*** Opening of The input ***
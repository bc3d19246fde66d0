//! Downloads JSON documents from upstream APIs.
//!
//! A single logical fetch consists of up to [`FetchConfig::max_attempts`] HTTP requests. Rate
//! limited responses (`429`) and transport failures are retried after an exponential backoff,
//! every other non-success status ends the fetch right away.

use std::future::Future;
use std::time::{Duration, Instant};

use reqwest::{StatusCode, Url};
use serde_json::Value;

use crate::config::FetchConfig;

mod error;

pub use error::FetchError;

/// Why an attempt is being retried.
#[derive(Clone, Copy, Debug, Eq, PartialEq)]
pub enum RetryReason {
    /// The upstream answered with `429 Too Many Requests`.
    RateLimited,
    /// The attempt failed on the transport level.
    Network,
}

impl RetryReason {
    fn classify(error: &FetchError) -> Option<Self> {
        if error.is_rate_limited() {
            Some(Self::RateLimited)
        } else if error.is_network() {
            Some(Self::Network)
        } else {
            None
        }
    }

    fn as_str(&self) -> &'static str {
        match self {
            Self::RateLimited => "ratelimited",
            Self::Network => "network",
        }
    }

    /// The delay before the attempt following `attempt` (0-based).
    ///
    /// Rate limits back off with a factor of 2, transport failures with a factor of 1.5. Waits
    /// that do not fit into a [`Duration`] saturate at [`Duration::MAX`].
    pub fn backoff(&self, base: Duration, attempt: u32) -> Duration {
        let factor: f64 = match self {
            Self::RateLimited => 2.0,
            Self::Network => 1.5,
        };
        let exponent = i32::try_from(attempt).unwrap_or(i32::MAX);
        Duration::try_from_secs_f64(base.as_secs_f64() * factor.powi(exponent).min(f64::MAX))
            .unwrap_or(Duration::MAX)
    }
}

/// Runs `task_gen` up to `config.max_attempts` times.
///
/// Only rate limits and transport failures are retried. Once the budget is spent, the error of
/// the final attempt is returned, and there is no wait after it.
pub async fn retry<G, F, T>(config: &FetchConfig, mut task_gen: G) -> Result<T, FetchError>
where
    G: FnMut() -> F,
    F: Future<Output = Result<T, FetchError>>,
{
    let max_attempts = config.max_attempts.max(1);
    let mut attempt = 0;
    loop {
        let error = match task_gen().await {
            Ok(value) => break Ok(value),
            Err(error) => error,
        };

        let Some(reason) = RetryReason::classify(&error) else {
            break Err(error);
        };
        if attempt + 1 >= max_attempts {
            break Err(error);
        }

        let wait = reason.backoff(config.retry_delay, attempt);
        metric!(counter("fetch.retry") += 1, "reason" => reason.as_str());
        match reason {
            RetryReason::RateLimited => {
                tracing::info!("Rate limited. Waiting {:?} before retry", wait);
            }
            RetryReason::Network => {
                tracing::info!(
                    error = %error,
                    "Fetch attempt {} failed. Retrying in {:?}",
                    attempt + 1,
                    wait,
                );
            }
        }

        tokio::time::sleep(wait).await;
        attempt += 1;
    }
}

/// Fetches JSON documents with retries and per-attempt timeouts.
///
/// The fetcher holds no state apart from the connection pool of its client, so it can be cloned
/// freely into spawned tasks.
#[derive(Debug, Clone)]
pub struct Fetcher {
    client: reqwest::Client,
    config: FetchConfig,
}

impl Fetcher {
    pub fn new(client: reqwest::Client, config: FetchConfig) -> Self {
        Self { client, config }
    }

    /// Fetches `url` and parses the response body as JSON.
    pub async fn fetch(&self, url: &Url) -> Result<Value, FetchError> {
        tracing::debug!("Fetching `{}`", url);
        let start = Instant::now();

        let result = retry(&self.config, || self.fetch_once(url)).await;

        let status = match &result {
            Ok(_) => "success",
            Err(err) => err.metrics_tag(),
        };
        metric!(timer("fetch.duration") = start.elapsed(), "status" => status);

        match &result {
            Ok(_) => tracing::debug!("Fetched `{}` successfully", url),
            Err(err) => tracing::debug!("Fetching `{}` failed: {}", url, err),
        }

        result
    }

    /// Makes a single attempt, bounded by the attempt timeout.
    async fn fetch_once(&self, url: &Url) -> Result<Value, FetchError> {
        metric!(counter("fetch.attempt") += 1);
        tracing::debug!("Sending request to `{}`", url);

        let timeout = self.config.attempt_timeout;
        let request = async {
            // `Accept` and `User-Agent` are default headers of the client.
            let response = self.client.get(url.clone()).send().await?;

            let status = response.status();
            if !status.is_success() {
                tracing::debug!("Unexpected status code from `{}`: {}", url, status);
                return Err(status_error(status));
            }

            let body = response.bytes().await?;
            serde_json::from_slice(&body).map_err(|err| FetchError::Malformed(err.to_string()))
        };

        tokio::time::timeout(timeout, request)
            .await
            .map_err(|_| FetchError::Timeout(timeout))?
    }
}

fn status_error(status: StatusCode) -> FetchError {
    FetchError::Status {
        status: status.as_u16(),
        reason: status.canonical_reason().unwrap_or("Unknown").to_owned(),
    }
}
*** Close of The input ***
- About this exercise
Beginning at the first line above, repeat exactly until the line containing "fetch right away.", which is included.

- Expected answer
repository bc3d19246fde66d0
//! Downloads JSON documents from upstream APIs.
//!
//! A single logical fetch consists of up to [`FetchConfig::max_attempts`] HTTP requests. Rate
//! limited responses (`429`) and transport failures are retried after an exponential backoff,
//! every other non-success status ends the fetch right away.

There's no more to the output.